The proxy handles **Auth · Detect · Route · Log** on the hot path only — no database calls.

***

## Components

### Proxy (Go)

The core of Lectr. A Go HTTP server that handles all incoming requests to
`proxy.lectr.ai/v1`.

Responsibilities:

* Org authentication via `X-Lectr-Key`
* Provider detection from model name and `X-Lectr-Provider` header
* Rule evaluation against the in-memory rule cache
* Auth header normalisation per provider
* Request forwarding to provider upstream
* Streaming response passthrough via `http.Flusher`
* Event emission to the async channel

The proxy never makes a database call during request handling. All lookups
(org validation, rule matching, provider routing) are served from in-memory
structures loaded at startup.

***

### In-memory caches

Several fast lookup structures live in memory and are loaded at startup:

**Org cache** — validates `X-Lectr-Key` values against hashed keys. Reloaded
on key rotation.

**Rule cache** — holds all enabled routing rules grouped by org ID, sorted by
priority.

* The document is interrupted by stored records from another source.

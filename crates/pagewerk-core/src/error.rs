// SPDX-License-Identifier: PMPL-1.0-or-later
// Copyright (c) 2026 Jonathan D.A. Jewell (hyperpolymath) <jonathan.jewell@open.ac.uk>
//
// Unified error types for Pagewerk.

use thiserror::Error;

use crate::types::ImageId;

/// Top-level error type for all Pagewerk operations.
///
/// Registry operations never produce one of these; only a conversion run
/// (decode, layout, encode) and the configuration/file helpers around it do.
#[derive(Debug, Error)]
pub enum PagewerkError {
    // -- Conversion errors --
    #[error("image {id} has invalid dimensions {width}x{height}")]
    InvalidImage { id: ImageId, width: u32, height: u32 },

    #[error("failed to decode image {id}: {detail}")]
    DecodeFailure { id: ImageId, detail: String },

    #[error("document encoding failed: {0}")]
    EncodeFailure(String),

    #[error("no images to convert")]
    NothingToConvert,

    #[error("margin of {margin_mm}mm does not fit a {page_width}x{page_height}mm page")]
    InvalidMargin {
        margin_mm: f32,
        page_width: f32,
        page_height: f32,
    },

    // -- Ambient --
    #[error("file I/O error: {0}")]
    Io(#[from] std::io::Error),

    #[error("serialization error: {0}")]
    Serialization(#[from] serde_json::Error),
}

/// Coarse classification of a [`PagewerkError`], so the UI can pick a
/// message without matching on every variant.
#[derive(Debug, Clone, Copy, PartialEq, Eq)]
pub enum FailureKind {
    /// An image has a zero dimension.
    InvalidImage,
    /// An image source could not be decoded.
    Decode,
    /// The document encoder rejected the assembled placements.
    Encode,
    /// Anything outside the conversion pipeline proper.
    Other,
}

impl PagewerkError {
    pub fn kind(&self) -> FailureKind {
        match self {
            Self::InvalidImage { .. } => FailureKind::InvalidImage,
            Self::DecodeFailure { .. } => FailureKind::Decode,
            Self::EncodeFailure(_) => FailureKind::Encode,
            Self::NothingToConvert
            | Self::InvalidMargin { .. }
            | Self::Io(_)
            | Self::Serialization(_) => FailureKind::Other,
        }
    }
}

/// Alias used throughout the codebase.
pub type Result<T> = std::result::Result<T, PagewerkError>;
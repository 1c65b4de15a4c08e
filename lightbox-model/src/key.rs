use std::fmt;

use crate::source::SourceId;

/// Identifies one requested derivative: a source photograph plus the target
/// box it should be scaled into.
///
/// Equality is structural. [`DerivativeKey::rotated`] swaps the target
/// dimensions and represents "the same logical box, rotated 90 degrees";
/// a key is never equal to its rotation unless the box is square.
#[derive(Clone, PartialEq, Eq, Hash)]
#[cfg_attr(feature = "serde", derive(serde::Serialize, serde::Deserialize))]
pub struct DerivativeKey {
    pub source: SourceId,
    pub width: u32,
    pub height: u32,
}

impl DerivativeKey {
    pub fn new(source: impl Into<SourceId>, width: u32, height: u32) -> Self {
        Self {
            source: source.into(),
            width,
            height,
        }
    }

    /// The transposed key: same source, width and height swapped.
    pub fn rotated(&self) -> Self {
        Self {
            source: self.source.clone(),
            width: self.height,
            height: self.width,
        }
    }

    /// True when the target box is square, i.e. `rotated()` is a no-op.
    pub fn is_square(&self) -> bool {
        self.width == self.height
    }
}

impl fmt::Debug for DerivativeKey {
    fn fmt(&self, f: &mut fmt::Formatter<'_>) -> fmt::Result {
        f.debug_struct("DerivativeKey")
            .field("source", &self.source)
            .field("width", &self.width)
            .field("height", &self.height)
            .finish()
    }
}

impl fmt::Display for DerivativeKey {
    fn fmt(&self, f: &mut fmt::Formatter<'_>) -> fmt::Result {
        write!(f, "{}@{}x{}", self.source, self.width, self.height)
    }
}

#[cfg(test)]
mod tests {
    use super::*;

    #[test]
    fn rotated_swaps_dimensions() {
        let key = DerivativeKey::new("a.jpg", 160, 120);
        let rotated = key.rotated();
        assert_eq!(rotated.width, 120);
        assert_eq!(rotated.height, 160);
        assert_eq!(rotated.source, key.source);
    }

    #[test]
    fn rotated_twice_is_identity() {
        let key = DerivativeKey::new("a.jpg", 160, 120);
        assert_eq!(key.rotated().rotated(), key);
    }

    #[test]
    fn key_differs_from_rotation_unless_square() {
        let oblong = DerivativeKey::new("a.jpg", 160, 120);
        assert_ne!(oblong, oblong.rotated());

        let square = DerivativeKey::new("a.jpg", 128, 128);
        assert_eq!(square, square.rotated());
    }

    #[test]
    fn keys_for_different_sources_differ() {
        let a = DerivativeKey::new("a.jpg", 160, 120);
        let b = DerivativeKey::new("b.jpg", 160, 120);
        assert_ne!(a, b);
    }
}
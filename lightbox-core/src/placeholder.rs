//! The image shown while a derivative is rendering (or if it never arrives).

use image::{DynamicImage, RgbImage};
use tracing::debug;

use crate::config::DerivativeCacheConfig;
use crate::error::{CacheError, Result};
use crate::image::DerivativeImage;

const BUILTIN_SIDE: u32 = 24;
const BUILTIN_GRAY: u8 = 0x30;

/// Resolve the placeholder at cache startup.
///
/// A configured placeholder that cannot be loaded is a deployment error and
/// fails startup; with no configuration a neutral built-in raster is
/// synthesized instead.
pub(crate) fn load(config: &DerivativeCacheConfig) -> Result<DerivativeImage> {
    match &config.placeholder_path {
        Some(path) => {
            let image = image::open(path).map_err(|e| {
                CacheError::Placeholder(format!("cannot load {}: {e}", path.display()))
            })?;
            debug!(path = %path.display(), "placeholder loaded");
            Ok(DerivativeImage::new(image))
        }
        None => Ok(builtin()),
    }
}

fn builtin() -> DerivativeImage {
    let raster = RgbImage::from_pixel(
        BUILTIN_SIDE,
        BUILTIN_SIDE,
        image::Rgb([BUILTIN_GRAY, BUILTIN_GRAY, BUILTIN_GRAY]),
    );
    DerivativeImage::new(DynamicImage::ImageRgb8(raster))
}
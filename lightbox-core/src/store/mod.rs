//! Persistent storage for rendered derivatives.
//!
//! The store is best-effort by contract: readers see a value or nothing, and
//! a failing backend degrades into cache misses rather than surfacing errors
//! to UI callers. Only `trim` reports failures, because it is invoked by
//! maintenance logic that can act on them.

use async_trait::async_trait;
use lightbox_model::{DerivativeKey, SourceId};

use crate::error::Result;
use crate::image::DerivativeImage;

mod sqlite;

pub use sqlite::SqliteDerivativeStore;

#[async_trait]
pub trait DerivativeStore: Send + Sync {
    /// Exact lookup for `key`. Absence and backend failures both read as
    /// `None`; failures are logged.
    async fn get(&self, key: &DerivativeKey) -> Option<DerivativeImage>;

    /// Idempotent upsert keyed on `(source, width, height)`. Encode or write
    /// failures are logged and the write dropped.
    async fn put(&self, key: &DerivativeKey, image: &DerivativeImage);

    /// Whether any derivative of any size exists for the source. Used to
    /// decide whether a background fill pass is needed for a new source.
    async fn exists_any_size(&self, source: &SourceId) -> bool;

    /// Delete oldest-inserted entries until at most `max_entries` remain.
    /// Returns the number of entries removed.
    async fn trim(&self, max_entries: u32) -> Result<u64>;

    /// Release backend resources. Idempotent.
    async fn close(&self);
}
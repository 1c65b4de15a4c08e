use thiserror::Error;

#[derive(Error, Debug)]
pub enum CacheError {
    #[error("IO error: {0}")]
    Io(#[from] std::io::Error),

    #[error("Database error: {0}")]
    Database(#[from] sqlx::Error),

    #[error("Image error: {0}")]
    Image(#[from] image::ImageError),

    #[error("Configuration error: {0}")]
    Config(#[from] config::ConfigError),

    #[error("Metadata error: {0}")]
    Metadata(String),

    #[error("Placeholder image unavailable: {0}")]
    Placeholder(String),

    #[error("Cache is closed")]
    Closed,

    #[error("Internal error: {0}")]
    Internal(String),
}

pub type Result<T> = std::result::Result<T, CacheError>;
#![allow(dead_code)]

//! Shared fixtures for the derivative-cache integration tests.

use std::path::{Path, PathBuf};
use std::sync::atomic::{AtomicUsize, Ordering};
use std::sync::{Arc, Mutex};
use std::time::Duration;

use async_trait::async_trait;
use image::RgbImage;
use lightbox_core::{
    CacheError, DerivativeCacheConfig, DerivativeConsumer, DerivativeImage, DerivativeKey,
    DerivativeService, MetadataProvider, Orientation, SourceId,
};
use tokio::sync::Semaphore;

/// Test double for the metadata collaborator.
///
/// Renders can be held back by gating: each render job consumes one gate
/// permit inside `orientation`, so a test can stack up requests while the
/// first job is provably still in flight, then release it.
#[derive(Debug)]
pub struct FakeMetadataProvider {
    orientation: Orientation,
    embedded: Option<Vec<u8>>,
    gate: Option<Arc<Semaphore>>,
    orientation_calls: AtomicUsize,
}

impl FakeMetadataProvider {
    pub fn new() -> Self {
        Self {
            orientation: Orientation::Normal,
            embedded: None,
            gate: None,
            orientation_calls: AtomicUsize::new(0),
        }
    }

    pub fn with_orientation(mut self, orientation: Orientation) -> Self {
        self.orientation = orientation;
        self
    }

    pub fn with_embedded_thumbnail(mut self, bytes: Vec<u8>) -> Self {
        self.embedded = Some(bytes);
        self
    }

    pub fn gated(mut self) -> (Self, Arc<Semaphore>) {
        let gate = Arc::new(Semaphore::new(0));
        self.gate = Some(Arc::clone(&gate));
        (self, gate)
    }

    /// Number of render jobs that reached the metadata stage; a proxy for
    /// "renders started".
    pub fn renders_started(&self) -> usize {
        self.orientation_calls.load(Ordering::SeqCst)
    }
}

#[async_trait]
impl MetadataProvider for FakeMetadataProvider {
    async fn orientation(&self, _source: &SourceId) -> lightbox_core::Result<Orientation> {
        self.orientation_calls.fetch_add(1, Ordering::SeqCst);
        if let Some(gate) = &self.gate {
            let permit = gate
                .acquire()
                .await
                .map_err(|_| CacheError::Internal("gate closed".into()))?;
            permit.forget();
        }
        Ok(self.orientation)
    }

    async fn embedded_thumbnail(
        &self,
        _source: &SourceId,
    ) -> lightbox_core::Result<Option<Vec<u8>>> {
        Ok(self.embedded.clone())
    }
}

/// Consumer that records every `ready` callback it receives.
#[derive(Debug, Default)]
pub struct RecordingConsumer {
    events: Mutex<Vec<(DerivativeKey, u32, u32)>>,
}

impl RecordingConsumer {
    pub fn new() -> Arc<Self> {
        Arc::new(Self::default())
    }

    pub fn callback_count(&self) -> usize {
        self.events.lock().expect("events poisoned").len()
    }

    pub fn last_dimensions(&self) -> Option<(u32, u32)> {
        self.events
            .lock()
            .expect("events poisoned")
            .last()
            .map(|(_, w, h)| (*w, *h))
    }

    pub fn last_key(&self) -> Option<DerivativeKey> {
        self.events
            .lock()
            .expect("events poisoned")
            .last()
            .map(|(key, _, _)| key.clone())
    }
}

impl DerivativeConsumer for RecordingConsumer {
    fn ready(&self, key: &DerivativeKey, image: &DerivativeImage) {
        self.events
            .lock()
            .expect("events poisoned")
            .push((key.clone(), image.width(), image.height()));
    }
}

/// Poll `condition` until it holds or the timeout elapses; panics on timeout.
pub async fn wait_until(what: &str, condition: impl Fn() -> bool) {
    let deadline = Duration::from_secs(10);
    let poll = Duration::from_millis(10);
    let result = tokio::time::timeout(deadline, async {
        while !condition() {
            tokio::time::sleep(poll).await;
        }
    })
    .await;
    assert!(result.is_ok(), "timed out waiting for: {what}");
}

pub fn jpeg_bytes(width: u32, height: u32) -> Vec<u8> {
    let img = RgbImage::from_fn(width, height, |x, y| {
        image::Rgb([(x % 251) as u8, (y % 241) as u8, 60])
    });
    let mut bytes = Vec::new();
    image::DynamicImage::ImageRgb8(img)
        .write_to(
            &mut std::io::Cursor::new(&mut bytes),
            image::ImageFormat::Jpeg,
        )
        .expect("encode test jpeg");
    bytes
}

/// Write a JPEG test photograph and return its path.
pub fn write_photo(dir: &Path, name: &str, width: u32, height: u32) -> PathBuf {
    let path = dir.join(name);
    std::fs::write(&path, jpeg_bytes(width, height)).expect("write test photo");
    path
}

/// Open a single-worker service over a fresh temp database.
pub fn single_worker_config(dir: &Path) -> DerivativeCacheConfig {
    let mut config = DerivativeCacheConfig::thumbnails(dir.join("derivatives.db"));
    config.workers = 1;
    config
}

pub async fn open_service(
    config: DerivativeCacheConfig,
    provider: Arc<FakeMetadataProvider>,
) -> DerivativeService {
    DerivativeService::open(config, provider)
        .await
        .expect("open derivative service")
}
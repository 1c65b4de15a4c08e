//! Core value types shared between the lightbox cache and its consumers.
//!
//! Everything here is a plain value: structural equality, cheap to clone,
//! no I/O. The expensive machinery (store, renderer, coordination) lives in
//! `lightbox-core`.

pub mod key;
pub mod orientation;
pub mod source;

pub use key::DerivativeKey;
pub use orientation::Orientation;
pub use source::SourceId;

Reloaded immediately whenever rules are created, updated, deleted,
or toggled via the dashboard. A read lock is acquired per request — no
contention under normal load.

**Pricing cache** — model pricing data per provider, used for cost estimation.
Loaded at startup, refreshed every 5 minutes.

**Provider registry** — static map of model names to provider IDs and upstream
URLs. Updated on deploy when new models are added.

**Azure config cache** — per-org Azure endpoint configuration. Loaded at startup,
reloaded when org provider config changes.

None of these caches make database calls on the request path. Cache misses
result in passthrough or default behaviour — never errors.

***

### Event channel

A buffered in-memory channel that decouples request handling from observability.

After a request completes, the proxy emits an event onto the channel and returns.
No waiting. No blocking. The event carries all the metadata captured during the
request — model, latency, tokens, cost, tags, rule applied.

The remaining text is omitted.